> Records provided:
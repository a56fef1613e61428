//! Access to the Ethereum (or Ethereum-compatible) blockchain deployments
//! are submitted to.

use {
    crate::domain::{deployment, eth},
    alloy::{
        network::{EthereumWallet, TransactionBuilder},
        providers::{DynProvider, PendingTransactionConfig, Provider, ProviderBuilder},
        rpc::{client::ClientBuilder, types::TransactionRequest},
        signers::local::PrivateKeySigner,
    },
    anyhow::{Context as _, anyhow},
    std::time::Duration,
    thiserror::Error,
    url::Url,
};

pub mod arguments;

/// An Ethereum RPC connection.
pub struct Rpc {
    provider: DynProvider,
    chain: eth::ChainId,
}

impl Rpc {
    /// Instantiate an RPC client to an Ethereum (or Ethereum-compatible) node
    /// at the specified URL. Transactions are signed locally with the given
    /// key before submission.
    pub async fn new(url: &Url, signer: PrivateKeySigner) -> Result<Self, Error> {
        let client = ClientBuilder::default().http(url.clone());
        let provider = ProviderBuilder::new()
            .wallet(EthereumWallet::new(signer))
            .connect_client(client)
            .erased();
        let chain = provider.get_chain_id().await?.into();

        Ok(Self { provider, chain })
    }

    /// The chain ID reported by the connected node.
    pub fn chain(&self) -> eth::ChainId {
        self.chain
    }
}

/// Confirmation policy for submitted creation transactions.
#[derive(Clone, Copy, Debug)]
pub struct Submission {
    /// Number of blocks a transaction must be included under before it
    /// counts as confirmed.
    pub confirmations: u64,
    /// Give up waiting for confirmation after this long. `None` waits for as
    /// long as the chain takes.
    pub max_confirm_time: Option<Duration>,
}

/// The Ethereum blockchain.
#[derive(Clone)]
pub struct Ethereum {
    provider: DynProvider,
    submission: Submission,
}

impl Ethereum {
    /// Access the Ethereum blockchain through an RPC API.
    pub fn new(rpc: Rpc, submission: Submission) -> Self {
        let Rpc { provider, .. } = rpc;
        Self {
            provider,
            submission,
        }
    }
}

#[async_trait::async_trait]
impl deployment::Chain for Ethereum {
    async fn submit(
        &self,
        artifact: &deployment::Artifact,
        constructor_args: &[String],
    ) -> anyhow::Result<deployment::PendingDeployment> {
        let input = arguments::encode(artifact, constructor_args)?;
        let tx = TransactionRequest::default().with_deploy_code(input);
        let pending = self
            .provider
            .send_transaction(tx)
            .await
            .context("sending creation transaction")?;

        Ok(deployment::PendingDeployment {
            transaction: eth::TxId(*pending.tx_hash()),
        })
    }

    async fn confirm(
        &self,
        pending: &deployment::PendingDeployment,
    ) -> anyhow::Result<deployment::Confirmed> {
        let watch = PendingTransactionConfig::new(pending.transaction.0)
            .with_required_confirmations(self.submission.confirmations)
            .with_timeout(self.submission.max_confirm_time);
        let transaction = self
            .provider
            .watch_pending_transaction(watch)
            .await
            .context("registering transaction watcher")?
            .await
            .context("awaiting transaction inclusion")?;

        let receipt = self
            .provider
            .get_transaction_receipt(transaction)
            .await
            .context("fetching transaction receipt")?
            .ok_or_else(|| anyhow!("no receipt for included transaction {transaction}"))?;
        if !receipt.status() {
            return Err(anyhow!("creation transaction {transaction} reverted"));
        }
        let contract = receipt
            .contract_address
            .ok_or_else(|| anyhow!("transaction {transaction} did not create a contract"))?;

        Ok(deployment::Confirmed {
            contract: contract.into(),
            transaction: eth::TxId(transaction),
        })
    }
}

#[derive(Debug, Error)]
pub enum Error {
    #[error("transport error: {0:?}")]
    Transport(#[from] alloy::transports::TransportError),
}
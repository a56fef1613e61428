pub mod deployment;
pub mod eth;

pub use deployment::Deployer;
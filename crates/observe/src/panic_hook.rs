use std::panic::PanicHookInfo;

/// Installs a panic hook that prints roughly the same message as the default
/// panic hook but uses tracing::error instead of stderr.
///
/// Useful when we want panic messages to have the proper log format.
pub fn install() {
    std::panic::set_hook(Box::new(tracing_panic_hook));
}

fn tracing_panic_hook(panic: &PanicHookInfo) {
    let thread = std::thread::current();
    let name = thread.name().unwrap_or("<unnamed>");
    let backtrace = std::backtrace::Backtrace::force_capture();
    tracing::error!("thread '{name}' {panic}\nstack backtrace:\n{backtrace}");
}
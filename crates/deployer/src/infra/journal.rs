//! On-disk journal of confirmed deployments.

use {
    crate::domain::{deployment, eth},
    anyhow::Context as _,
    chrono::{DateTime, Utc},
    serde::{Deserialize, Serialize},
    std::path::{Path, PathBuf},
    tokio::fs,
};

/// Records confirmed deployments in `<dir>/<network>.json`, a JSON array in
/// chronological order. The journal is advisory: a deployment that is already
/// confirmed on chain does not fail because its record could not be written.
pub struct Journal {
    dir: PathBuf,
}

#[derive(Debug, Deserialize, Serialize)]
#[serde(rename_all = "camelCase")]
struct Record {
    contract_name: String,
    address: eth::Address,
    transaction_hash: eth::B256,
    network: String,
    deployed_at: DateTime<Utc>,
}

impl Journal {
    pub fn new(dir: PathBuf) -> Self {
        Self { dir }
    }

    /// Appends the deployment to its network's journal file, creating the
    /// directory and the file on first use. Returns the path written to.
    pub async fn record(&self, deployment: &deployment::Deployment) -> anyhow::Result<PathBuf> {
        let path = self.path(&deployment.network);
        let mut records = read(&path).await?;
        records.push(Record {
            contract_name: deployment.artifact.to_string(),
            address: deployment.contract.0,
            transaction_hash: deployment.transaction.0,
            network: deployment.network.to_string(),
            deployed_at: Utc::now(),
        });

        fs::create_dir_all(&self.dir)
            .await
            .with_context(|| format!("creating journal directory {:?}", self.dir))?;
        let data = serde_json::to_string_pretty(&records)?;
        // Written to the side and renamed into place, which keeps the previous
        // records intact if the process dies mid-write.
        let staged = path.with_extension("json.tmp");
        fs::write(&staged, data)
            .await
            .with_context(|| format!("writing journal {staged:?}"))?;
        fs::rename(&staged, &path)
            .await
            .with_context(|| format!("replacing journal {path:?}"))?;
        Ok(path)
    }

    fn path(&self, network: &eth::NetworkId) -> PathBuf {
        self.dir.join(format!("{network}.json"))
    }
}

async fn read(path: &Path) -> anyhow::Result<Vec<Record>> {
    let data = match fs::read(path).await {
        Ok(data) => data,
        Err(err) if err.kind() == std::io::ErrorKind::NotFound => return Ok(Vec::new()),
        Err(err) => return Err(err).with_context(|| format!("reading journal {path:?}")),
    };
    serde_json::from_slice(&data).with_context(|| format!("journal {path:?} is not valid JSON"))
}
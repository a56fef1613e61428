pub mod artifacts;
pub mod blockchain;
pub mod cli;
pub mod config;
pub mod journal;
pub mod observe;

pub use {blockchain::Ethereum, config::Config};
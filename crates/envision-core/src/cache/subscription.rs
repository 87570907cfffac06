use std::marker::PhantomData;

use tokio::sync::watch;

use super::key::QueryKey;
use super::state::{QueryState, ViewState};
use super::QueryCache;

/// A registered consumer of one cache key.
///
/// While at least one subscription for a key is alive the key is kept out of eviction
/// and, if configured, polled in the background. Dropping the subscription releases
/// it; a fetch already running keeps running and still updates the cache, but this
/// subscription is no longer notified.
pub struct Subscription<V> {
    cache: QueryCache,
    key: QueryKey,
    changes: watch::Receiver<u64>,
    _value: PhantomData<fn() -> V>,
}

impl<V: Send + Sync + 'static> Subscription<V> {
    pub(super) fn new(cache: QueryCache, key: QueryKey, changes: watch::Receiver<u64>) -> Self {
        Self {
            cache,
            key,
            changes,
            _value: PhantomData,
        }
    }

    pub fn key(&self) -> &QueryKey {
        &self.key
    }

    pub fn state(&self) -> QueryState<V> {
        self.cache.peek(&self.key)
    }

    pub fn view(&self) -> ViewState<V> {
        self.state().view()
    }

    /// Waits for the next change to the entry and returns the new state.
    ///
    /// Returns `None` once the entry no longer exists.
    pub async fn changed(&mut self) -> Option<QueryState<V>> {
        self.changes.changed().await.ok()?;
        Some(self.state())
    }

    /// Forces a new fetch and waits for it to settle.
    pub async fn refetch(&self) -> QueryState<V> {
        match self.cache.refetch::<V>(&self.key).await {
            Some(state) => state,
            None => QueryState::idle(),
        }
    }

    /// Unregisters this consumer.
    pub fn release(self) {}
}

impl<V> Drop for Subscription<V> {
    fn drop(&mut self) {
        self.cache.release(&self.key);
    }
}

impl<V> std::fmt::Debug for Subscription<V> {
    fn fmt(&self, f: &mut std::fmt::Formatter<'_>) -> std::fmt::Result {
        f.debug_struct("Subscription")
            .field("key", &self.key)
            .finish_non_exhaustive()
    }
}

> Aim of the exercise: Pull out every line of the entries that includes the word "ViewState".

> Answer for the task:
use super::state::{QueryState, ViewState};
    pub fn view(&self) -> ViewState<V> {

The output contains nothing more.